KCL-286 (C286), is a potent, orally bioavailable retinoic acid receptor beta (RARβ) agonist (EC50 = 1.9nM) with good selectivity over the RARα, and RARγ receptors. This molecule increases neurite outgrowth in vitro and stimulates sensory axon regrowth in vivo in a rodent model of crush and avulsion injury, and is being evaluated for the treatment of nerve injury. It has antiinflammatory and neuroregeneration-promoting effects in humans and is now in clinical trials for the treatment of Alzheimer's disease and spinal cord injury following positive results in animal studies.

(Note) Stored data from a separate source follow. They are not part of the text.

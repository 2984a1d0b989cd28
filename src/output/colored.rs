//! Colored formatter implementation with terminal color support

use super::formatter::{fmt_error, format_bytes, format_line_list, FormattingOptions, ReportFormatter};
use crate::{error::Result, export::ExportReport, parser::ParseStats};
use colored::*;
use std::fmt::Write as _;
use std::path::Path;

/// Color scheme configuration
#[derive(Debug, Clone)]
pub struct ColorScheme {
    pub header: Color,
    pub success: Color,
    pub warning: Color,
    pub error: Color,
    pub info: Color,
    pub muted: Color,
}

impl Default for ColorScheme {
    fn default() -> Self {
        Self {
            header: Color::Blue,
            success: Color::Green,
            warning: Color::Yellow,
            error: Color::Red,
            info: Color::Cyan,
            muted: Color::BrightBlack,
        }
    }
}

/// Colored formatter implementation
pub struct ColoredFormatter {
    options: FormattingOptions,
    color_scheme: ColorScheme,
}

impl ColoredFormatter {
    /// Create a new colored formatter with options
    pub fn new(options: FormattingOptions) -> Self {
        Self::with_color_scheme(options, ColorScheme::default())
    }

    /// Create a colored formatter with custom color scheme
    pub fn with_color_scheme(options: FormattingOptions, color_scheme: ColorScheme) -> Self {
        Self { options, color_scheme }
    }

    /// Apply color to text if colors are enabled
    fn colorize(&self, text: &str, color: Color) -> ColoredString {
        if self.options.enable_color {
            text.color(color)
        } else {
            text.normal()
        }
    }

    fn label(&self, text: &str) -> ColoredString {
        self.colorize(text, self.color_scheme.muted)
    }
}

impl ReportFormatter for ColoredFormatter {
    fn format_header(&self, title: &str) -> Result<String> {
        let mut output = String::new();
        let border = "═".repeat(title.chars().count() + 4);

        writeln!(output, "{}", self.colorize(&border, self.color_scheme.header)).map_err(fmt_error)?;
        writeln!(output, "  {}  ", self.colorize(title, self.color_scheme.header).bold()).map_err(fmt_error)?;
        write!(output, "{}", self.colorize(&border, self.color_scheme.header)).map_err(fmt_error)?;

        Ok(output)
    }

    fn format_parse_summary(&self, input: &Path, stats: &ParseStats) -> Result<String> {
        let mut output = String::new();

        writeln!(output, "{}", self.colorize("📄 Parse Summary", self.color_scheme.info).bold()).map_err(fmt_error)?;
        writeln!(output, "  {} {}", self.label("Input:        "), input.display()).map_err(fmt_error)?;
        writeln!(output, "  {} {}", self.label("Lines read:   "), stats.total_lines).map_err(fmt_error)?;
        writeln!(output, "  {} {}", self.label("Lines matched:"), stats.matched_lines).map_err(fmt_error)?;
        write!(
            output,
            "  {} {}",
            self.label("Interfaces:   "),
            self.colorize(&stats.records.to_string(), self.color_scheme.success).bold()
        )
        .map_err(fmt_error)?;

        if !stats.skipped_lines.is_empty() {
            let listed = format_line_list(&stats.skipped_lines, self.options.max_listed_lines);
            write!(
                output,
                "\n  {} {}",
                self.label("Skipped lines:"),
                self.colorize(&listed, self.color_scheme.warning)
            )
            .map_err(fmt_error)?;
        }

        Ok(output)
    }

    fn format_export_summary(&self, reports: &[ExportReport]) -> Result<String> {
        let mut output = String::new();

        for (idx, report) in reports.iter().enumerate() {
            if idx > 0 {
                output.push('\n');
            }
            let path = report.path.display().to_string();
            if self.options.verbose_mode {
                write!(
                    output,
                    "  {} {} {}",
                    self.colorize(&format!("{:<5}", report.format.extension()), self.color_scheme.info),
                    path,
                    self.label(&format!("({})", format_bytes(report.bytes)))
                )
                .map_err(fmt_error)?;
            } else {
                write!(output, "  {}", path).map_err(fmt_error)?;
            }
        }

        Ok(output)
    }

    fn format_error(&self, error: &str) -> Result<String> {
        Ok(format!("{} {}", "❌".red(), self.colorize(error, self.color_scheme.error)))
    }

    fn format_warning(&self, warning: &str) -> Result<String> {
        Ok(format!("{} {}", "⚠️".yellow(), self.colorize(warning, self.color_scheme.warning)))
    }

    fn format_success(&self, message: &str) -> Result<String> {
        Ok(format!("{} {}", "✅".green(), self.colorize(message, self.color_scheme.success)))
    }
}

== Discovery and design ==
Replacing the amide linkage in the novel selective RARα agonist 1 with a series of 5-membered heterocyclic rings, gave heterocyclic compounds that were selective as RARβ agonists. The best was the highly potent RARβ agonist oxadiazole 2, that had 12- and 19-fold selectivity as an agonist over RARα and RARγ respectively. Lead optimisation produced the highly potent and selective RARβ agonist 4-(5-(4,7-dimethylbenzofuran-2-yl)-1,2,4-oxadiazol-3-yl) benzoic acid C286.

== Mechanism of action ==
It has been shown that RARβ signalling is needed in order for retinoid mediated neurite outgrowth of neurons to occur. In contrast, signalling by RARα, RARγ or the retinoid X receptor (RXR) has no effect on this action. The RARβ agonist C286 can activate the RARβ receptor which initiates axonal outgrowth in models of nerve injury and leads to functional recovery.

== Pharmacology ==
C286 has been demonstrated to increase neurite outgrowth in vitro in monolayers of cultured cerebellar neurons where it increased neurite length in a dose dependant manner. C286 orally induces sensory axon regrowth in vivo in a rodent model of crush and avulsion injury. In addition C286 has shown a novel function for RARβ in remyelination after peripheral nervous system / central nervous system injury, and also demonstrates efficacy in a pre-clinical neuropathic pain model restoring multiple pathways via DNA repair mechanisms.

== Pharmacokinetics ==
C286 has mouse and human plasma protein binding of 95% and 98% respectively and has beneficial physico-chemical properties. It is reasonably water-soluble (> 100 μM as the sodium salt) and has sound permeability. Bi-directional permeability tests gave efflux ratios close to unity indicating that C286 is likely not a P-glycoprotein substrate. It has no significant inhibition IC50 > 25 μM against five cytochrome P450 enzymes (1A2, 2C9, 2C19, 2D6, 3A4), and shows very high stability in human microsomes, It was found to possess a good oral bioavailability in both rat (80%) and dog (45%). with a low rate of blood clearance and a moderate half-life in both species. It was also demonstrated to be able to penetrate the CNS, with nearly equivalent amounts detected in plasma as compared to brain tissue, eight hours after administering an oral dose to rats. C286 was also shown to be negative in the cytotoxicity and genotoxicity in-vitro screens.

== Synthesis ==
Addition of hydroxylamine to methyl para-cyano-benzoate 3 gave the amidoxime 4 which was coupled with the acid 5 to give after hydrolysis the 4-(5-(4,7-dimethylbenzofuran-2-yl)-1,2,4-oxadiazol-3-yl) benzoic acid C286.

== History ==
Although many synthetic selective RARα, RARβ, and RARγ agonists have been designed and prepared, these have generally been highly lipophilic acids without good drug-like properties and with low oral bioavailability. Recently this has been changing and drug design approaches to highly potent and selective RARα and RARβ agonists with low lipophilicity that are orally bioavailable and less toxic have been developed. A key element of this success has been the incorporation of heterocyclic linkers culminating in the discovery of the selective RAR beta agonist C286 showing high solubility and good oral pharmacokinetics. C286 is currently in Phase I clinical trials (ISRCTN12424734).